(Saved data entries)
┄┄┄┄┄┄┄┄┄┄┄┄┄┄┄┄┄┄┄┄

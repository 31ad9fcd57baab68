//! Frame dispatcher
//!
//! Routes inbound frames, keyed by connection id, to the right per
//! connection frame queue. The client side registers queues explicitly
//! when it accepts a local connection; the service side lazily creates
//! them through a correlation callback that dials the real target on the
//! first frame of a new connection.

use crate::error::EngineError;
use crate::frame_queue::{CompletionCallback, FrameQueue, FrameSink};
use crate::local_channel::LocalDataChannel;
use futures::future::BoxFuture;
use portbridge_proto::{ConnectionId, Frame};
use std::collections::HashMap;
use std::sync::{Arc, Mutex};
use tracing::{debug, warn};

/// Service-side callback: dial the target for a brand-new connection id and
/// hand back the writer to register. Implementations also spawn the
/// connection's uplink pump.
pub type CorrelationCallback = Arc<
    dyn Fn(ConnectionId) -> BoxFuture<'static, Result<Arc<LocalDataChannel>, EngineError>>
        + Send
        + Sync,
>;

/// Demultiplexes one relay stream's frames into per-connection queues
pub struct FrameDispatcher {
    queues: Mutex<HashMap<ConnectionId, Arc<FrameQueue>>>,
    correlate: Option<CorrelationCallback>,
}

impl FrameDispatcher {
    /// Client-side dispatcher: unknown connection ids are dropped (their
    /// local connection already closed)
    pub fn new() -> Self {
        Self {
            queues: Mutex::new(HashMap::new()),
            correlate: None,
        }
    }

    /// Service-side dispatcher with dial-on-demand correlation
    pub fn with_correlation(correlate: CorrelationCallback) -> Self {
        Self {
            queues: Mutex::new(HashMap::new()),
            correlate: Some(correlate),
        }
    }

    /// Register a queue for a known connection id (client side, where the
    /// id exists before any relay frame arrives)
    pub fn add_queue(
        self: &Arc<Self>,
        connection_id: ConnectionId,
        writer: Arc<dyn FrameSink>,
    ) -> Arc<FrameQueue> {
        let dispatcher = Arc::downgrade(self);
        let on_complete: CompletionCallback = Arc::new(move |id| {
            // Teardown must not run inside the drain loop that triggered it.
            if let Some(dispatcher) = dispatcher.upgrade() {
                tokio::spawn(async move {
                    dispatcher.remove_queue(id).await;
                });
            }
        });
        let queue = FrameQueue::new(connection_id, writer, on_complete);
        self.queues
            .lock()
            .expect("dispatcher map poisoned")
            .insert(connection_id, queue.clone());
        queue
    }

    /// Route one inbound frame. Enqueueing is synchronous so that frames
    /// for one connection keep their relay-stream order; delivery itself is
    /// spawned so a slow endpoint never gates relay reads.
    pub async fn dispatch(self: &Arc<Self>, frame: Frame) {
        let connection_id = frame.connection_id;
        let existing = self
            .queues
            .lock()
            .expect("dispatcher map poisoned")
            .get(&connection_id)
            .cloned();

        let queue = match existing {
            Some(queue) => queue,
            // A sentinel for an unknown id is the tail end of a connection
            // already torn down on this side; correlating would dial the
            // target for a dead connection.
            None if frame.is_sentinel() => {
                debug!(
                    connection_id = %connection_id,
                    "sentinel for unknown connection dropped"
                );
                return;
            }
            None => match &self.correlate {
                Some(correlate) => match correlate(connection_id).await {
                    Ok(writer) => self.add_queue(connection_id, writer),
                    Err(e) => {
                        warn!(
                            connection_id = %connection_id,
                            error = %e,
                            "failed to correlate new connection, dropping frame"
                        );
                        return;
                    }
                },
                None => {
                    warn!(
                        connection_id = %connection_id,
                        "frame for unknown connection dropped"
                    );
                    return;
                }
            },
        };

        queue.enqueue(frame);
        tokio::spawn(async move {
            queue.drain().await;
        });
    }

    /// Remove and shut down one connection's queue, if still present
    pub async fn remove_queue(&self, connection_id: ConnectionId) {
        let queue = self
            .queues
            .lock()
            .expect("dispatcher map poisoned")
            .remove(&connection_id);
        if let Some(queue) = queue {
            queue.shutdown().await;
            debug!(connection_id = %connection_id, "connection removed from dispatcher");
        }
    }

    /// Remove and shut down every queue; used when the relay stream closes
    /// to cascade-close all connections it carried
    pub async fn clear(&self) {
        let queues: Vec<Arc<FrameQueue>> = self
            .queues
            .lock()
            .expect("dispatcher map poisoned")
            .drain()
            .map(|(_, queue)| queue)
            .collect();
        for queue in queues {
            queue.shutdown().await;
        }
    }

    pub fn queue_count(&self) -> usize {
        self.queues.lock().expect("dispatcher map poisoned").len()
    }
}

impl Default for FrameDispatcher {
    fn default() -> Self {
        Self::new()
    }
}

┄┄┄┄┄┄┄┄┄┄┄┄┄┄┄┄┄┄┄┄

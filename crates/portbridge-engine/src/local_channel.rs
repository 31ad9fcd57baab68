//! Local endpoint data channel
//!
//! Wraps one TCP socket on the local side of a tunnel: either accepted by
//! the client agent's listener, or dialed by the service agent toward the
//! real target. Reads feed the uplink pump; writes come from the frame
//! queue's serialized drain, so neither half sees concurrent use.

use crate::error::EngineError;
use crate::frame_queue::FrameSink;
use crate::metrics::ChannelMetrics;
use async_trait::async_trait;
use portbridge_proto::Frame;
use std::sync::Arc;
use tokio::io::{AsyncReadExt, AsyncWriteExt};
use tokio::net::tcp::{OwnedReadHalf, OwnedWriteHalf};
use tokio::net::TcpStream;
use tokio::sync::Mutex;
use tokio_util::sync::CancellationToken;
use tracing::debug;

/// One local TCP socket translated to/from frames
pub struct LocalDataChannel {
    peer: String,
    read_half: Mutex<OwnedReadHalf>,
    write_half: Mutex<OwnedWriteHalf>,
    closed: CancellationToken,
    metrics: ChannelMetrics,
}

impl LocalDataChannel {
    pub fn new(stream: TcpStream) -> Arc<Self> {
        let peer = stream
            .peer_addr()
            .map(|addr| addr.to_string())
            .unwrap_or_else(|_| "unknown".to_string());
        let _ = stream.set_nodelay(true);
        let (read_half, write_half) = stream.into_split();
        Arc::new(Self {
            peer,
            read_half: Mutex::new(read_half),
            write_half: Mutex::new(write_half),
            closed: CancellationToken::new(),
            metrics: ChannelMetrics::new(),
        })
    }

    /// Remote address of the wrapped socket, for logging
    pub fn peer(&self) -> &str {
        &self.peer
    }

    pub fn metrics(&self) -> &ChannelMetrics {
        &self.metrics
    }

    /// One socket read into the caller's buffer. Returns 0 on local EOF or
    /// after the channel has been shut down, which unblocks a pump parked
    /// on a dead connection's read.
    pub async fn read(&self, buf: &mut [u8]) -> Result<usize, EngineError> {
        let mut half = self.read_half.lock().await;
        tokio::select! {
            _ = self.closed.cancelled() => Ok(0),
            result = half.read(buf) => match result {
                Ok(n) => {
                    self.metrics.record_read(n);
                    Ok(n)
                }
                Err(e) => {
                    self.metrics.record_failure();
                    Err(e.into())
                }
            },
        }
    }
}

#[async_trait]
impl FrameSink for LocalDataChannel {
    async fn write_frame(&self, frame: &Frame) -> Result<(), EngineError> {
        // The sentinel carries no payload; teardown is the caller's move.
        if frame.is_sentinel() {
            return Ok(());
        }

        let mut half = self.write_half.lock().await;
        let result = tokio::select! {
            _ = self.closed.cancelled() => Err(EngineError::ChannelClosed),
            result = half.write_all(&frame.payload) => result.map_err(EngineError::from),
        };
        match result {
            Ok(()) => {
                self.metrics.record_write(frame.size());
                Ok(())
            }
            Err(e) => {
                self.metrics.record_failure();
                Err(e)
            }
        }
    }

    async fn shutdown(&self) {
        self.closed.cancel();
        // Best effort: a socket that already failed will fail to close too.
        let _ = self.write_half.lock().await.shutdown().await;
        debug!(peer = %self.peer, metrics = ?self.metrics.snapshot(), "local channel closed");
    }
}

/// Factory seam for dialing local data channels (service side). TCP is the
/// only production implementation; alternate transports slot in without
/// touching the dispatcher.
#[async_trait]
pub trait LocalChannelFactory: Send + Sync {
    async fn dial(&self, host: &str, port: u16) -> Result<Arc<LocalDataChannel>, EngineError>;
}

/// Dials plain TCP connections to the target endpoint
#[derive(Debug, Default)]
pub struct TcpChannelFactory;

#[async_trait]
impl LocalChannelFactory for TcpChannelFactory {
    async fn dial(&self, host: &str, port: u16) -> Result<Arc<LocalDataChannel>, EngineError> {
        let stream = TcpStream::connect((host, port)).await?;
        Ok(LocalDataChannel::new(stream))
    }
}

┄┄┄┄┄┄┄┄┄┄┄┄┄┄┄┄┄┄┄┄

» **Exercise instructions**
Please find each line in the records above that holds the word "socket", and copy it.

» **Answer to this exercise**
//! Wraps one TCP socket on the local side of a tunnel: either accepted by
/// One local TCP socket translated to/from frames
    /// Remote address of the wrapped socket, for logging
    /// One socket read into the caller's buffer. Returns 0 on local EOF or
        // Best effort: a socket that already failed will fail to close too.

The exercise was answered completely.